Since the world was hit by the COVID-19 outbreak, the number of hacking attacks on various types of services and businesses has been seen increasing, and it seems that with many workers starting to work from home at the time, these hackers are also seen starting to attack these employees ’devices.
Kaspersky Labs recently released a report saying that the number of hacking attacks has increased dramatically by 149 percent from 2019 to 2021. It is also reported that the largest vector for these attacks is done through Remote Desktop Protocol (RDP) functionality.
Remote Desktop is a function built into a computer where users can access computers and data in the office using a virtual private network or VPN (Virtual Private Network).

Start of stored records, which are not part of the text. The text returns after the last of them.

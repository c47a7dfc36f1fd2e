//! Value-to-angle mapping and SVG arc path generation.
//!
//! A gauge maps a numeric reading onto an angular sweep. The three sweep
//! constants cover the shipped gauge shapes; every function takes the sweep
//! as a parameter so the shapes can coexist.

use serde::{Deserialize, Serialize};

/// Angular span of the standard three-quarter gauge, in degrees.
pub const STANDARD_SWEEP: f64 = 270.0;

/// Angular span of the half gauge.
pub const HALF_SWEEP: f64 = 180.0;

/// Angular span of the full-circle gauge.
///
/// 359 rather than 360 keeps the start and end points of the arc path from
/// coinciding, which would make the SVG arc degenerate.
pub const FULL_SWEEP: f64 = 359.0;

/// Map `value` into `[min, max]` and return its position as a fraction in
/// `[0, 1]`.
///
/// Degenerate input never produces `NaN`: a NaN value is treated as `min`,
/// and a range where `max <= min` yields `0.0`.
#[must_use]
pub fn value_to_percentage(value: f64, min: f64, max: f64) -> f64 {
    if max <= min || value.is_nan() {
        return 0.0;
    }
    (value.clamp(min, max) - min) / (max - min)
}

/// Same mapping as [`value_to_percentage`] but without clamping.
///
/// Used to place gradient stops outside the visible value range; the result
/// may fall outside `[0, 1]`. Degenerate ranges still yield `0.0`.
#[must_use]
pub fn value_to_percentage_unclamped(value: f64, min: f64, max: f64) -> f64 {
    if max <= min || value.is_nan() {
        return 0.0;
    }
    (value - min) / (max - min)
}

/// Angle of `value` along a gauge with the given sweep, in degrees.
///
/// A NaN value degenerates to the minimum position instead of propagating.
#[must_use]
pub fn get_angle(value: f64, min: f64, max: f64, sweep: f64) -> f64 {
    let value = if value.is_nan() { min } else { value };
    value_to_percentage(value, min, max) * sweep
}

/// [`get_angle`] with the fill direction reversed: the fraction is
/// reflected as `1 - f` before scaling.
#[must_use]
pub fn get_angle_inverted(value: f64, min: f64, max: f64, sweep: f64) -> f64 {
    let value = if value.is_nan() { min } else { value };
    (1.0 - value_to_percentage(value, min, max)) * sweep
}

/// Inputs for [`ArcSpec::path`]: a circular arc around `(x, y)`.
#[derive(Debug, Clone, Copy, PartialEq, Default, Serialize, Deserialize)]
pub struct ArcSpec {
    /// Center x coordinate
    pub x: f64,
    /// Center y coordinate
    pub y: f64,
    /// Radius (used for both axes; arcs are circular, never elliptical)
    pub r: f64,
    /// Start angle in degrees
    pub start: f64,
    /// End angle in degrees
    pub end: f64,
    /// Additional rotation applied to both endpoints, in degrees
    #[serde(default)]
    pub rotate: f64,
}

impl ArcSpec {
    /// Produce the SVG path data string for this arc:
    /// `M sx,sy A r,r rotate largeArcFlag sweepFlag ex,ey`.
    ///
    /// The large-arc flag is set when the angular delta exceeds 180 degrees
    /// and the sweep flag when the delta is positive, selecting the correct
    /// one of the four arcs through the two endpoints.
    #[must_use]
    pub fn path(&self) -> String {
        let delta = self.end - self.start;
        let large_arc = i32::from(delta.abs() > 180.0);
        let sweep = i32::from(delta > 0.0);

        let (sx, sy) = self.point_at(self.start);
        let (ex, ey) = self.point_at(self.end);

        format!(
            "M {sx},{sy} A {r},{r} {rotate} {large_arc} {sweep} {ex},{ey}",
            r = self.r,
            rotate = self.rotate,
        )
    }

    fn point_at(&self, angle: f64) -> (f64, f64) {
        let rad = (angle + self.rotate).to_radians();
        (self.x + self.r * rad.cos(), self.y + self.r * rad.sin())
    }
}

Typically most employees who work remotely will use this function to access data that should only be accessible from the office, but with the COVID-19 situation in those two years causing people to have to work from home, hackers see this as a opportunity to steal company information.
In 2019, Kaspersky Labs showed a total of 65,651,924 attacks via RDP. This number will increase to 214,054,408 in 2020 as more workers start working from home. It is seen to decrease by 20 per cent in 2021, but this number is still seen to be much higher than the number of attacks in 2019.
For Malaysia, these hacking attacks via Remote Desktop were seen at 7,043,436 in 2019, 21,652,339 in 2020 and 15,167,500 in 2021, in line with what Kaspersky said.
Kaspersky says that one of the main reasons why attacks via this Remote Desktop feature increased dramatically in 2020 in particular is because the functionality was introduced to employees in a hurry, and this resulted in most of the feature’s security configurations not being made correctly.
In addition, employees are also not told to be vigilant about receiving and opening links and files from emails sent by unknown addresses. Typically, once hackers have already gained access to an employee’s computer, it is seen as relatively easy for these hackers to then gain access to office data remotely.
Kaspersky recommends that all software used to access office details should be updated to the latest version, and if possible, enable the two-factor authentication feature to ensure that access to office networks is more secure and manageable.